[Excerpted data — start]

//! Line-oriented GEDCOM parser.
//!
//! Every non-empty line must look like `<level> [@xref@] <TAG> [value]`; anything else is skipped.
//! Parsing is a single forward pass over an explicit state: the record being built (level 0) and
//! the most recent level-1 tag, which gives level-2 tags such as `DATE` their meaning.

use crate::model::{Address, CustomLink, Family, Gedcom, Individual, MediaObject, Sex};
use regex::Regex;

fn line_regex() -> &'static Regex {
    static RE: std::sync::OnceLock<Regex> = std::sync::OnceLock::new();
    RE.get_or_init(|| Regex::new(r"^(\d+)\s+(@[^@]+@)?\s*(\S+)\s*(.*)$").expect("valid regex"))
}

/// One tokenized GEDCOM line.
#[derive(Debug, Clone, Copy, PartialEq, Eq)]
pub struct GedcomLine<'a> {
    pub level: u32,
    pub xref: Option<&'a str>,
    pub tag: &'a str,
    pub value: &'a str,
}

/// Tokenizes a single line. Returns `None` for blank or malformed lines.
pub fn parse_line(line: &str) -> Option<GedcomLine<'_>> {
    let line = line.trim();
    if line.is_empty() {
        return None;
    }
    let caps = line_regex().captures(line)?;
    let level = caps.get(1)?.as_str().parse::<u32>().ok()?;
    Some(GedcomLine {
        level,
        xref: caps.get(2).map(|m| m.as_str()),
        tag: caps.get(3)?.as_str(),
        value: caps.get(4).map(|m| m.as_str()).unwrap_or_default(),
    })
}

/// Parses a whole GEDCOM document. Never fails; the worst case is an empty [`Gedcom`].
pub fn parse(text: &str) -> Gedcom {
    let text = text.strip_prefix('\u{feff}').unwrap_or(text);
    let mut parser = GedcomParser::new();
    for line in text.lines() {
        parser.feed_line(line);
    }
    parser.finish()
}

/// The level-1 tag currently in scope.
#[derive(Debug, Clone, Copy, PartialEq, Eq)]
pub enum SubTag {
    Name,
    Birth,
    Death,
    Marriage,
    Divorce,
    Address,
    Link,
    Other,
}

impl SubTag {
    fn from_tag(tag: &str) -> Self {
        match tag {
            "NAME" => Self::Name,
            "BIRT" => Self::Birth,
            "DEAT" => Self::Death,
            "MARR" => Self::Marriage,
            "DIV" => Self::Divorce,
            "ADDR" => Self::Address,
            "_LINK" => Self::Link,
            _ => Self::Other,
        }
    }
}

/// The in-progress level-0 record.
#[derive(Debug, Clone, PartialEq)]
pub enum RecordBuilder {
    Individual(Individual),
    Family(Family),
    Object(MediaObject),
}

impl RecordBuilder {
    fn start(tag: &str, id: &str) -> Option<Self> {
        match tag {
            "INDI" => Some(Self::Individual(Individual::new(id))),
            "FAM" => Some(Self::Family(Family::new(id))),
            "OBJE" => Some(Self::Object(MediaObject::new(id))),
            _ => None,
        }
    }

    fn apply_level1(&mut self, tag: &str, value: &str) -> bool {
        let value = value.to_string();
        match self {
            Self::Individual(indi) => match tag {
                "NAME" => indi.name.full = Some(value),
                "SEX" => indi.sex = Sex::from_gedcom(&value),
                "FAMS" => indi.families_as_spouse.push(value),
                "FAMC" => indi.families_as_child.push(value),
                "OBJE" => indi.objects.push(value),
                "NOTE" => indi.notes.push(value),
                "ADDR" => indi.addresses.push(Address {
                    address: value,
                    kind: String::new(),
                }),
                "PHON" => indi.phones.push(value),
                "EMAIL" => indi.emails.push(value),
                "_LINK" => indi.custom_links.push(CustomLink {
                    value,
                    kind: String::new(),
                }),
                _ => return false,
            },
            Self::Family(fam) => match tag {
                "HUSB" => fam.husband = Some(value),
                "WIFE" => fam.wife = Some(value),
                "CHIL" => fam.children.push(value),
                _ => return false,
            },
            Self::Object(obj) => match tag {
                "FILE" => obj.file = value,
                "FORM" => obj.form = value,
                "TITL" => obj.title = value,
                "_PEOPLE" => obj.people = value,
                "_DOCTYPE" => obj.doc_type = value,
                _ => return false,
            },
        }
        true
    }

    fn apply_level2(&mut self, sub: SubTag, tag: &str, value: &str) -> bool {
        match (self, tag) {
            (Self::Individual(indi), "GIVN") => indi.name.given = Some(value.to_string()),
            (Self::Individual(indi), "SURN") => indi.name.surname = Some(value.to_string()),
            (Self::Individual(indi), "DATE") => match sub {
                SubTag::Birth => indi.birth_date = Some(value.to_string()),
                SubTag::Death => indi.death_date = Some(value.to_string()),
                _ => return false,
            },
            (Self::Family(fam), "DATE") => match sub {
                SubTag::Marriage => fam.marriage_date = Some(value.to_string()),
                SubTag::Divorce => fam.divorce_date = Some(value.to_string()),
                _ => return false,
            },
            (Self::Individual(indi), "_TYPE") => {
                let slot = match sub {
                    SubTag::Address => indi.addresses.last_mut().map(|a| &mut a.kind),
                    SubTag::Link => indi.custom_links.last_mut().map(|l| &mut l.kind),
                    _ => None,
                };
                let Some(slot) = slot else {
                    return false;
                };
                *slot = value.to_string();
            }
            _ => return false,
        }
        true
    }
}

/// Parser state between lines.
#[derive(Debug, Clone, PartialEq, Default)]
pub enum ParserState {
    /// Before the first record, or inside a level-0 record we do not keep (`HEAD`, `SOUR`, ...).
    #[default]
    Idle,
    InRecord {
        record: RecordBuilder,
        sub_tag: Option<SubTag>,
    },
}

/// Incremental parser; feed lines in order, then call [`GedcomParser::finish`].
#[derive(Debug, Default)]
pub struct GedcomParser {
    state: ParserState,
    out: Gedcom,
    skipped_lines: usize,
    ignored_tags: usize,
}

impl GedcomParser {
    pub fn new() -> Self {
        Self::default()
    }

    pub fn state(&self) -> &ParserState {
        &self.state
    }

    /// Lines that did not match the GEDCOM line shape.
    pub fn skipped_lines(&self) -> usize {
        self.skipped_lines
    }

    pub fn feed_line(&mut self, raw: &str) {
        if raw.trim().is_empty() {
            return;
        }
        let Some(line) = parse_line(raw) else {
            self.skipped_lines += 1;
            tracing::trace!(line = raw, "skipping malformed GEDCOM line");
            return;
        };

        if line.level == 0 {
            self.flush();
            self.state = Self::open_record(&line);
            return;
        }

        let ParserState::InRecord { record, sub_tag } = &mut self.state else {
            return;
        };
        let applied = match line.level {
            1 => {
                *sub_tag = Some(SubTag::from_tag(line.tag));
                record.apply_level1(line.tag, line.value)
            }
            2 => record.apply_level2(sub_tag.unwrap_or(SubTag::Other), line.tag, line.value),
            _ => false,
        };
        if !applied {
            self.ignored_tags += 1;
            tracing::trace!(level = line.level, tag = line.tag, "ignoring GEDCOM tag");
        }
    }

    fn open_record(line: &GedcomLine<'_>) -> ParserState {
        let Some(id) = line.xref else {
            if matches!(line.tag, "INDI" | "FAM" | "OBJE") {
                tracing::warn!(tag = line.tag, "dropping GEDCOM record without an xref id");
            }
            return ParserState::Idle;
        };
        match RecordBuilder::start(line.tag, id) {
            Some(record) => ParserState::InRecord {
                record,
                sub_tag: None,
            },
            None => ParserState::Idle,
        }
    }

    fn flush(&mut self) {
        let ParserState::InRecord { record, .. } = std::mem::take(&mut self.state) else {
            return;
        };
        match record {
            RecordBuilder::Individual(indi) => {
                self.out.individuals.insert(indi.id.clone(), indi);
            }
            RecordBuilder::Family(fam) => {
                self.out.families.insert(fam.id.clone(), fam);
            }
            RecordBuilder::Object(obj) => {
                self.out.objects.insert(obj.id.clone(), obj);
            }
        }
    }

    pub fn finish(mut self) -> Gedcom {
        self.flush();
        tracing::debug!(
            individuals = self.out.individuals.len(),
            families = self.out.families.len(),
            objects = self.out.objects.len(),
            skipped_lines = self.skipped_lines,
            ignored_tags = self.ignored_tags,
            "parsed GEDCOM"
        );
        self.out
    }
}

[Excerpted data — finish]
[Excerpted data — start]

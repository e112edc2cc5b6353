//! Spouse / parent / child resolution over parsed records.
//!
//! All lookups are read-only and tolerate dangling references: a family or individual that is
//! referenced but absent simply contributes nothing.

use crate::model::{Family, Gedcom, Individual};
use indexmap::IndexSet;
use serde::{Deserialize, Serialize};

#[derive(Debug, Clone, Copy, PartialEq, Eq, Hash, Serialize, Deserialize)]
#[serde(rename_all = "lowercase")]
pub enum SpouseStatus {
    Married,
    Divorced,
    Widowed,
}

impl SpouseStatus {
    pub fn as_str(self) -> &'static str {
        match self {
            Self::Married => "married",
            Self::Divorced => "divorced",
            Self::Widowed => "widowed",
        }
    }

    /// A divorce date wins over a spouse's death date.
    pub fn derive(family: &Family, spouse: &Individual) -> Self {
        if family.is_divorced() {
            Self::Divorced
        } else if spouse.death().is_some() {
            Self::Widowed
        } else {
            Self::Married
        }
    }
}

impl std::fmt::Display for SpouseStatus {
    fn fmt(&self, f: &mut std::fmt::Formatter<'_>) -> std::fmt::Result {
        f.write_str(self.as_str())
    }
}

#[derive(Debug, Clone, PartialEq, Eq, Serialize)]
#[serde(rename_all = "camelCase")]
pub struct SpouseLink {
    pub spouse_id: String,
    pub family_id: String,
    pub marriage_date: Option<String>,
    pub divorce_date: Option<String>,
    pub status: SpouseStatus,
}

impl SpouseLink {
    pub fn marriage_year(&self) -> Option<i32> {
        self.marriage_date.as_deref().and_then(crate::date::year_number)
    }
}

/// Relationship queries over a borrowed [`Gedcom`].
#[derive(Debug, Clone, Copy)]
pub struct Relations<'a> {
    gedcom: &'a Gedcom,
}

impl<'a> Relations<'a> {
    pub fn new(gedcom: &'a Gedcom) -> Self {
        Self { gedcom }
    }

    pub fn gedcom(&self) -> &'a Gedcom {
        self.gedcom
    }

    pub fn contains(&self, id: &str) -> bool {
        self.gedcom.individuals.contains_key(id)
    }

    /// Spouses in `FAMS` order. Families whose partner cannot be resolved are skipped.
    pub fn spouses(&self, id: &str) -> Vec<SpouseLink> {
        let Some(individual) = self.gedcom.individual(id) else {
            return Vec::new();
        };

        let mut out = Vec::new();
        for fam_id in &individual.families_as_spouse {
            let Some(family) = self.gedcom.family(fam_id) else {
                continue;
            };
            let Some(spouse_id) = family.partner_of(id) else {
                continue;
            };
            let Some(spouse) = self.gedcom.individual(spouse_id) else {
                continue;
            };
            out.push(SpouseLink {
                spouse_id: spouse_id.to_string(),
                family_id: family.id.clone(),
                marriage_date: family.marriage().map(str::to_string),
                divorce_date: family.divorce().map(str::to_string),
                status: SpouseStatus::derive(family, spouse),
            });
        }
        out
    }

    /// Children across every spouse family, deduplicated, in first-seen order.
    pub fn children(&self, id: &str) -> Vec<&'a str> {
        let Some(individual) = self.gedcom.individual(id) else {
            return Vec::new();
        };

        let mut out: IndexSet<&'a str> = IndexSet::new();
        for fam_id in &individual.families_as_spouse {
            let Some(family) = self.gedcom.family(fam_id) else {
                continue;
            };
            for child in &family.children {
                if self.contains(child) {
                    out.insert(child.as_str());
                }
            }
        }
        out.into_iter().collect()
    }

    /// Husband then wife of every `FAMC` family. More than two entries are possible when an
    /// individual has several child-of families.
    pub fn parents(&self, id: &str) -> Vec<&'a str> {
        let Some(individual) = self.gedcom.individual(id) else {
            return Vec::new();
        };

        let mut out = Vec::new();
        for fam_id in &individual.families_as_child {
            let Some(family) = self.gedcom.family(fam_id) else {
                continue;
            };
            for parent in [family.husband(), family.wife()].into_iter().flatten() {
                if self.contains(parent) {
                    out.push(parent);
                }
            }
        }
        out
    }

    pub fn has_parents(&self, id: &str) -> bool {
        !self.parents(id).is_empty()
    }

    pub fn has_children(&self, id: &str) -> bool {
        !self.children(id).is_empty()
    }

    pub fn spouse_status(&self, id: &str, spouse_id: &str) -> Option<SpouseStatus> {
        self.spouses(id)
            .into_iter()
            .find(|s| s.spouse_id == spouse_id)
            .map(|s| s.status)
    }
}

[Excerpted data — finish]
[Excerpted data — start]

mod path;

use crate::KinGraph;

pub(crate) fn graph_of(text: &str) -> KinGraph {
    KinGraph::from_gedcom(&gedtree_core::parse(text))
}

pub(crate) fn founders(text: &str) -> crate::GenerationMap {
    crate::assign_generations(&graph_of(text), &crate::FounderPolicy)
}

[Excerpted data — finish]

- Work instructions
Working through the records, find each line containing the word "serde" and copy it.

- Exercise result
use serde::{Deserialize, Serialize};
#[serde(rename_all = "lowercase")]
#[serde(rename_all = "camelCase")]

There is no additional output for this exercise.